Je reviens d'une balade dans Paris, avec les pieds fatigués... J'ai acheté quelques livres : John von Düffel, Les Houwelandt dont j'ai lu le plus grand bien; Vincent Delacroix, Ce qui est perdu, un coup de coeur impulsif; Olivier Adam, Falaises, qui vient de sortir en format poche; José Saramago, L'Autre comme moi, prix Nobel de littérature 1998; Paul Valéry, Dialogue de l'arbre, car F. m'en a parlé ce midi à propos des larmes; et le dernier Bobin (Une Bibliothèque de nuages), une sorte de vieil ami que j'avais perdu de vue et qui semble revenir :
"Je ne vois pas la mort comme une montagne de cendres mais comme un fleuve qui sort de la poitrine du mort, une barque chargée à ras bord de fleurs odorantes, une extase dans le noir, la vie à son zénith." (Quatrième de couverture)

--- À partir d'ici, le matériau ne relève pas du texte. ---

use anyhow::{Context, anyhow};
use slog_scope::info;
use std::collections::HashSet;
use std::path::{Path, PathBuf};
use std::process::ExitStatus;
use std::sync::{Arc, Mutex};
use tokio::process::Command;

use crate::StdResult;
use crate::configuration::CommandTemplate;
use crate::utils::file_utils;

/// An external tool run by the harness.
///
/// The stdout and stderr of each run are redirected to a log file named after the test being
/// run, so they never interleave with the harness output. The log of a test is truncated by
/// its first run in the process, so it never holds the output of a previous harness run.
#[derive(Debug, Clone)]
pub struct ToolCommand {
    name: String,
    program: String,
    default_args: Vec<String>,
    work_dir: PathBuf,
    logs_dir: PathBuf,
    logged_tests: Arc<Mutex<HashSet<String>>>,
}

impl ToolCommand {
    pub fn new(name: &str, template: CommandTemplate, work_dir: &Path, logs_dir: &Path) -> Self {
        Self {
            name: name.to_string(),
            program: template.program,
            default_args: template.args,
            work_dir: work_dir.to_path_buf(),
            logs_dir: logs_dir.to_path_buf(),
            logged_tests: Arc::new(Mutex::new(HashSet::new())),
        }
    }

    pub fn name(&self) -> &str {
        &self.name
    }

    /// Path of the file where the output of the run for the given test is captured.
    pub fn log_path(&self, test_name: &str) -> PathBuf {
        self.logs_dir.join(format!("{test_name}.{}.log", self.name))
    }

    /// Run the tool to completion and return its exit status.
    ///
    /// An error is only returned if the tool could not be started.
    pub async fn run(&self, test_name: &str, args: &[String]) -> StdResult<ExitStatus> {
        let args = [self.default_args.as_slice(), args].concat();
        let log_path = self.log_path(test_name);

        tokio::fs::create_dir_all(&self.logs_dir)
            .await
            .with_context(|| {
                format!(
                    "failed to create logs directory `{}`",
                    self.logs_dir.display()
                )
            })?;
        let first_run_of_test = self
            .logged_tests
            .lock()
            .map_err(|e| anyhow!("{} logged tests lock poisoned: {e}", self.name))?
            .insert(test_name.to_string());
        let log_file_stderr = std::fs::File::options()
            .create(true)
            .write(true)
            .truncate(first_run_of_test)
            .append(!first_run_of_test)
            .open(&log_path)
            .with_context(|| format!("failed to use file `{}` for logging", log_path.display()))?;
        let log_file_stdout = log_file_stderr
            .try_clone()
            .with_context(|| format!("failed to use file `{}` for logging", log_path.display()))?;

        let mut command = Command::new(&self.program);
        command
            .current_dir(&self.work_dir)
            .stdout(log_file_stdout)
            .stderr(log_file_stderr)
            .args(&args)
            .kill_on_drop(true);

        info!("Running {}", self.name; "program" => &self.program, "work_dir" => %self.work_dir.display(), "args" => ?&args);

        command
            .spawn()
            .with_context(|| format!("{} failed to start", self.name))?
            .wait()
            .await
            .with_context(|| format!("{} crashed", self.name))
    }

    /// Tail the log of the run for the given test.
    pub async fn tail_logs(&self, test_name: &str, number_of_line: u64) -> StdResult<()> {
        let log_path = self.log_path(test_name);
        if !log_path.exists() {
            return Err(anyhow!(
                "No log for {}, did the tool run for '{test_name}' ? expected path: {}",
                self.name,
                log_path.display()
            ));
        }

        println!("{:-^100}", "");
        println!(
            "{:^30}",
            format!(
                "{} LOGS - {test_name} - LAST {number_of_line} LINES:",
                self.name.to_uppercase()
            )
        );
        println!("{:-^100}", "");
        println!("{}", file_utils::tail(&log_path, number_of_line).await?);

        Ok(())
    }
}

Aujourd'hui, je vais déjeuner avec une amie qui était, en réalité, il y a longtemps maintenant, ma prof de philo de prépa (accessoirement psychanalyste, auteur, etc mais extrêmement modeste : j'adore). Cela me fait bizarre, car elle m'a appris qu'elle serait à la retraite en fin d'année... Le temps passe si vite.
Notre relation amicale a un charme particulier : nous avons toujours correspondu par lettres. Si, en treize ans, on s'est parlé six fois au téléphone, c'est un miracle. Même nos rendez-vous sont pris de façon épistolaire.
A l'heure du tout virtuel et de la "communication" (?) à tout va, c'est un acte rebelle.